Public Health and Wellbeing Amendment Bill 2019

May 31, 2019/in Parliament

I rise to make a contribution in relation to the Public Health and Wellbeing Amendment Bill 2019. This legislation is designed to bring Victoria into line with what is happening in other states in relation to requirements around HIV testing. As the previous speaker said, times have moved on since the first infectious cases of HIV were detected, and this bill is evidence of the changes that have taken place. Under current legislation HIV testing has a number of special requirements. For instance, it is mandatory for a registered medical practitioner to ensure that a person is given prescribed information before carrying out a test, and a registered practitioner must also give certain information to a person before advising them of the results of a positive test. The government has introduced this bill on the basis that these sections are no longer necessary as they are now covered by national testing policies. The National HIV Testing Policy, which was introduced in 2011 and endorsed by the commonwealth, sets out a framework for providing quality testing and is subject to annual review by an expert committee. The thinking behind this change is that the provisions contribute to the stigma and discrimination associated with HIV and impede the expansion of testing availability.

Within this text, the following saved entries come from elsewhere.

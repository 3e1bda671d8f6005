use serde::{Deserialize, Serialize};

/// An invoice for an OMEGA booking. Owned by the store; the refund flow
/// only ever references it by id.
#[derive(Debug, Clone, Serialize, Deserialize)]
pub struct Invoice {
    pub id: String,
    pub customer_name: String,
    pub customer_email: String,
    /// Total in minor units (cents)
    pub amount_cents: i64,
    /// ISO 4217 currency code, lowercase (e.g. "usd")
    pub currency: String,
    pub status: InvoiceStatus,
    pub created_at: i64,
}

/// Data required to create a new invoice
#[derive(Debug, Clone, Deserialize)]
pub struct CreateInvoice {
    pub customer_name: String,
    pub customer_email: String,
    pub amount_cents: i64,
    #[serde(default = "default_currency")]
    pub currency: String,
}

fn default_currency() -> String {
    "usd".to_string()
}

#[derive(Debug, Clone, Copy, PartialEq, Eq, Serialize, Deserialize)]
#[serde(rename_all = "snake_case")]
pub enum InvoiceStatus {
    Open,
    Paid,
    Void,
}

impl InvoiceStatus {
    pub fn as_str(&self) -> &'static str {
        match self {
            Self::Open => "open",
            Self::Paid => "paid",
            Self::Void => "void",
        }
    }

    pub fn from_str(s: &str) -> Option<Self> {
        match s {
            "open" => Some(Self::Open),
            "paid" => Some(Self::Paid),
            "void" => Some(Self::Void),
            _ => None,
        }
    }
}

impl std::fmt::Display for InvoiceStatus {
    fn fmt(&self, f: &mut std::fmt::Formatter<'_>) -> std::fmt::Result {
        write!(f, "{}", self.as_str())
    }
}
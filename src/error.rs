use axum::{
    Json,
    http::StatusCode,
    response::{IntoResponse, Response},
};
use serde::Serialize;
use thiserror::Error;

#[derive(Error, Debug)]
pub enum AppError {
    #[error("Not found: {0}")]
    NotFound(String),

    #[error("Bad request: {0}")]
    BadRequest(String),

    #[error("Unauthorized")]
    Unauthorized,

    #[error("Forbidden: {0}")]
    Forbidden(String),

    #[error("Upstream failure: {0}")]
    Upstream(String),

    #[error("Database error: {0}")]
    Database(#[from] rusqlite::Error),

    #[error("Pool error: {0}")]
    Pool(#[from] r2d2::Error),

    #[error("JSON error: {0}")]
    Json(#[from] serde_json::Error),

    #[error("Internal error: {0}")]
    Internal(String),
}

#[derive(Serialize)]
struct ErrorResponse {
    error: String,
    #[serde(skip_serializing_if = "Option::is_none")]
    details: Option<String>,
}

impl IntoResponse for AppError {
    fn into_response(self) -> Response {
        let (status, error, details) = match &self {
            AppError::NotFound(msg) => (StatusCode::NOT_FOUND, "Not found", Some(msg.clone())),
            AppError::BadRequest(msg) => {
                (StatusCode::BAD_REQUEST, "Bad request", Some(msg.clone()))
            }
            AppError::Unauthorized => (StatusCode::UNAUTHORIZED, "Unauthorized", None),
            AppError::Forbidden(msg) => (StatusCode::FORBIDDEN, "Forbidden", Some(msg.clone())),
            AppError::Upstream(msg) => {
                tracing::error!("Upstream failure: {}", msg);
                (StatusCode::INTERNAL_SERVER_ERROR, "Upstream failure", None)
            }
            AppError::Database(e) => {
                tracing::error!("Database error: {}", e);
                (
                    StatusCode::INTERNAL_SERVER_ERROR,
                    "Internal server error",
                    None,
                )
            }
            AppError::Pool(e) => {
                tracing::error!("Pool error: {}", e);
                (
                    StatusCode::INTERNAL_SERVER_ERROR,
                    "Internal server error",
                    None,
                )
            }
            AppError::Json(e) => {
                tracing::error!("JSON error: {}", e);
                (StatusCode::BAD_REQUEST, "Invalid JSON", Some(e.to_string()))
            }
            AppError::Internal(msg) => {
                tracing::error!("Internal error: {}", msg);
                (
                    StatusCode::INTERNAL_SERVER_ERROR,
                    "Internal server error",
                    None,
                )
            }
        };

        let body = ErrorResponse {
            error: error.to_string(),
            details,
        };

        (status, Json(body)).into_response()
    }
}

impl From<axum::extract::rejection::JsonRejection> for AppError {
    fn from(rejection: axum::extract::rejection::JsonRejection) -> Self {
        AppError::BadRequest(rejection.body_text())
    }
}

impl From<axum::extract::rejection::QueryRejection> for AppError {
    fn from(rejection: axum::extract::rejection::QueryRejection) -> Self {
        AppError::BadRequest(rejection.body_text())
    }
}

impl From<axum::extract::rejection::PathRejection> for AppError {
    fn from(rejection: axum::extract::rejection::PathRejection) -> Self {
        AppError::BadRequest(rejection.body_text())
    }
}

/// Extension trait for converting `Option<T>` into a `NotFound` error.
pub trait OptionExt<T> {
    fn or_not_found(self, message: &str) -> Result<T>;
}

impl<T> OptionExt<T> for Option<T> {
    fn or_not_found(self, message: &str) -> Result<T> {
        self.ok_or_else(|| AppError::NotFound(message.to_string()))
    }
}

/// Shared error message constants so handlers and tests agree on wording.
pub mod msg {
    pub const MISSING_REQUIRED_FIELDS: &str = "invoice_id and reason are required";
    pub const AMOUNT_NOT_POSITIVE: &str = "amount must be greater than zero";
    pub const CHARGE_NOT_FOUND: &str = "No refundable charge found for this invoice";
    pub const AMOUNT_EXCEEDS_AVAILABLE: &str = "Refund amount exceeds available balance";
    pub const INVALID_INTENT_ID: &str = "Payment intent id must start with 'pi_'";
    pub const INVOICE_NOT_FOUND: &str = "Invoice not found";
    pub const USER_NOT_FOUND: &str = "User not found";
    pub const INVALID_ROLE: &str = "Role must be 'admin' or 'staff'";
    pub const NOT_AN_ADMIN: &str = "Admin access required";
}

pub type Result<T> = std::result::Result<T, AppError>;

I understand that many of the stakeholders who were consulted identified the current requirements as being unnecessarily burdensome and stigmatising, so it is hoped that counselling services that were obviously there and required for medical practitioners are not reduced in the sense of people being able to get advice and counselling both before and after, but the bill does take away that requirement and effectively means that everyone with any sort of bloodborne disease will now be treated in the same way. Looking at the early years, the first diagnosis in Australia was in 1982, with the introduction of HIV testing in 1985 and the diagnosis of HIV disease in 1987. There were 2773 cases then, and they declined to their lowest level in 1999. I was old enough to be around when this epidemic commenced, and I recall news reports coming out of America at the time that were really quite frightening in some ways. Initially there was very little known about it. It was considered a disease of gay men. As time went on it became apparent that, particularly in the United States, the numbers were rising, and as early as 1983 Australia did identify its first case of HIV, so within a fairly short period of time it became apparent that governments needed to address this really important health issue.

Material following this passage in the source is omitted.